Sous le capot, la rupture est tout aussi nette : exit le traditionnel six-cylindres en ligne de la Pagode, place au V8 M116 de 3,5 litres, déjà présent dans les berlines W108/109 depuis 1969, développant 200 ch DIN à 5 800 tr/min et un couple de 286 Nm pour un poids en légère hausse. Roadster biplace livrable de série avec une capote souple d’une maniabilité remarquable et accompagné d’un hard-top pagode, la 350 SL propose également pour la première fois une boîte manuelle quatre rapports entièrement synchronisée, la boîte automatique MB restant disponible en option. La voiture peut recevoir, en option d’usine, deux strapontins arrière homologués pour enfants jusqu’à 30 kg, une petite concession à la praticabilité quotidienne.

Mercedes-Benz SL R107 conception

Mercedes-Benz SL R107 conception

Si les premières critiques stigmatisent un style jugé plus épais et moins gracieux que celui de la Pagode, le marché, lui, ne se trompe pas. Le roadster de Stuttgart comble un vide concurrentiel flagrant : ni BMW, absent de ce segment pendant de longues années, ni Jaguar — dont la XJ-S ne sera décapotée qu’en 1988 — ne sont capables d’opposer un modèle vraiment comparable. Face à la Rolls-Royce Corniche, plus ostentatoire et nettement plus coûteuse, ou à la Porsche 911 plus clairement sportive, la SL occupe une position parfaitement singulière : GT de luxe abordable, fiable comme une montre suisse, à l’aise sur les routes de l’Estérel comme sur les autoroutes californiennes.
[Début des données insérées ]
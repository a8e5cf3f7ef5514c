//! Connected players and their positions.

use std::collections::{BTreeMap, HashMap};

use serde::{Deserialize, Serialize};

use super::ConnectionId;
use super::movement::{Facing, Step};
use crate::maze::Position;

/// In-maze state of one connected player.
#[derive(Debug, Clone, Copy, PartialEq, Eq)]
pub struct Player {
    pub position: Position,
    pub facing: Facing,
}

impl Player {
    /// A freshly spawned player facing down.
    #[must_use]
    pub fn spawn(position: Position) -> Self {
        Self {
            position,
            facing: Facing::default(),
        }
    }

    pub fn apply(&mut self, step: Step) {
        self.position = step.position;
        self.facing = step.direction.into();
    }
}

/// Wire form of a player inside an `allPlayers` message.
#[derive(Debug, Clone, Copy, PartialEq, Eq, Serialize, Deserialize)]
#[serde(rename_all = "camelCase")]
pub struct PlayerView {
    pub x: u32,
    pub y: u32,
    pub shift_y: u32,
}

impl From<&Player> for PlayerView {
    fn from(player: &Player) -> Self {
        Self {
            x: player.position.x,
            y: player.position.y,
            shift_y: player.facing.shift_y(),
        }
    }
}

/// Mapping from connection identity to player. Keys are exactly the connected players.
#[derive(Debug, Clone, Default)]
pub struct PlayerRegistry {
    players: HashMap<ConnectionId, Player>,
}

impl PlayerRegistry {
    #[must_use]
    pub fn new() -> Self {
        Self::default()
    }

    pub fn insert(&mut self, id: ConnectionId, player: Player) {
        self.players.insert(id, player);
    }

    /// Remove a player, returning it if it was registered.
    pub fn remove(&mut self, id: ConnectionId) -> Option<Player> {
        self.players.remove(&id)
    }

    #[must_use]
    pub fn get(&self, id: ConnectionId) -> Option<&Player> {
        self.players.get(&id)
    }

    pub fn get_mut(&mut self, id: ConnectionId) -> Option<&mut Player> {
        self.players.get_mut(&id)
    }

    #[must_use]
    pub fn contains(&self, id: ConnectionId) -> bool {
        self.players.contains_key(&id)
    }

    #[must_use]
    pub fn len(&self) -> usize {
        self.players.len()
    }

    #[must_use]
    pub fn is_empty(&self) -> bool {
        self.players.is_empty()
    }

    /// Move every registered player to `position`. Facings are kept.
    pub fn reset_all(&mut self, position: Position) {
        for player in self.players.values_mut() {
            player.position = position;
        }
    }

    /// Ordered snapshot for broadcast; identical state always yields an identical snapshot.
    #[must_use]
    pub fn snapshot(&self) -> BTreeMap<ConnectionId, PlayerView> {
        self.players
            .iter()
            .map(|(id, player)| (*id, PlayerView::from(player)))
            .collect()
    }
}

#[cfg(test)]
mod tests {
    use super::*;
    use crate::game::movement::Direction;

    fn registry_with(ids: &[u64]) -> PlayerRegistry {
        let mut registry = PlayerRegistry::new();
        for (offset, id) in ids.iter().enumerate() {
            let x = u32::try_from(offset).unwrap_or(0);
            registry.insert(ConnectionId(*id), Player::spawn(Position::new(x, 1)));
        }
        registry
    }

    #[test]
    fn test_remove_only_touches_one_key() {
        let mut registry = registry_with(&[0, 1, 2]);
        let before = registry.snapshot();

        assert!(registry.remove(ConnectionId(1)).is_some());
        let after = registry.snapshot();
        assert_eq!(after.len(), 2);
        assert!(!after.contains_key(&ConnectionId(1)));
        assert_eq!(after.get(&ConnectionId(0)), before.get(&ConnectionId(0)));
        assert_eq!(after.get(&ConnectionId(2)), before.get(&ConnectionId(2)));

        assert!(registry.remove(ConnectionId(1)).is_none());
        assert_eq!(registry.snapshot(), after);
    }

    #[test]
    fn test_snapshot_is_stable() {
        let registry = registry_with(&[5, 3, 9]);
        let first = serde_json::to_string(&registry.snapshot()).unwrap_or_default();
        let second = serde_json::to_string(&registry.snapshot()).unwrap_or_default();
        assert_eq!(first, second);
        assert!(first.starts_with(r#"{"3":"#));
    }

    #[test]
    fn test_apply_step_updates_facing() {
        let mut player = Player::spawn(Position::new(1, 1));
        assert_eq!(PlayerView::from(&player).shift_y, 128);
        player.apply(Step {
            position: Position::new(0, 1),
            direction: Direction::Left,
        });
        let view = PlayerView::from(&player);
        assert_eq!((view.x, view.y, view.shift_y), (0, 1, 64));
    }

    #[test]
    fn test_reset_all() {
        let mut registry = registry_with(&[0, 1]);
        registry.reset_all(Position::new(4, 4));
        assert!(
            registry
                .snapshot()
                .values()
                .all(|view| (view.x, view.y) == (4, 4))
        );
    }

    #[test]
    fn test_view_wire_shape() {
        let view = PlayerView::from(&Player::spawn(Position::new(2, 3)));
        let json = serde_json::to_value(view).unwrap_or_default();
        assert_eq!(json, serde_json::json!({ "x": 2, "y": 3, "shiftY": 128 }));
    }
}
Avec plus de 60% de la production totale absorbée par l’Amérique du Nord, elle devient rapidement l’icône roulante des « happy few » américains, puis, dans les années 1980, des « yuppies » européens. La carrière de la R107 s’étend finalement sur dix-huit années — de 1971 à 1989 —, au cours desquelles 237 287 unités sortent des chaînes de Sindelfingen, un record pour un roadster de luxe de cette gamme de prix.


Mercedes-Benz 380 SL R107 (1971)

Mercedes-Benz 380 SL R107 (1971)

Pays : Allemagne
Constructeur : Mercedes-Benz
Modèle : SL R107
Années de production : 1971-1989
Présentation : avril 1971
Production totale : 237 387 ex.
Motorisations : 6 cyl. en ligne, V8
Cylindrées : 3L0, 3L5, 3L8, 4L2, 5L0, 5L6
Carrosserie : Roadster 2/4 places
Designer : Friedrich Geiger (Mercedes-Benz)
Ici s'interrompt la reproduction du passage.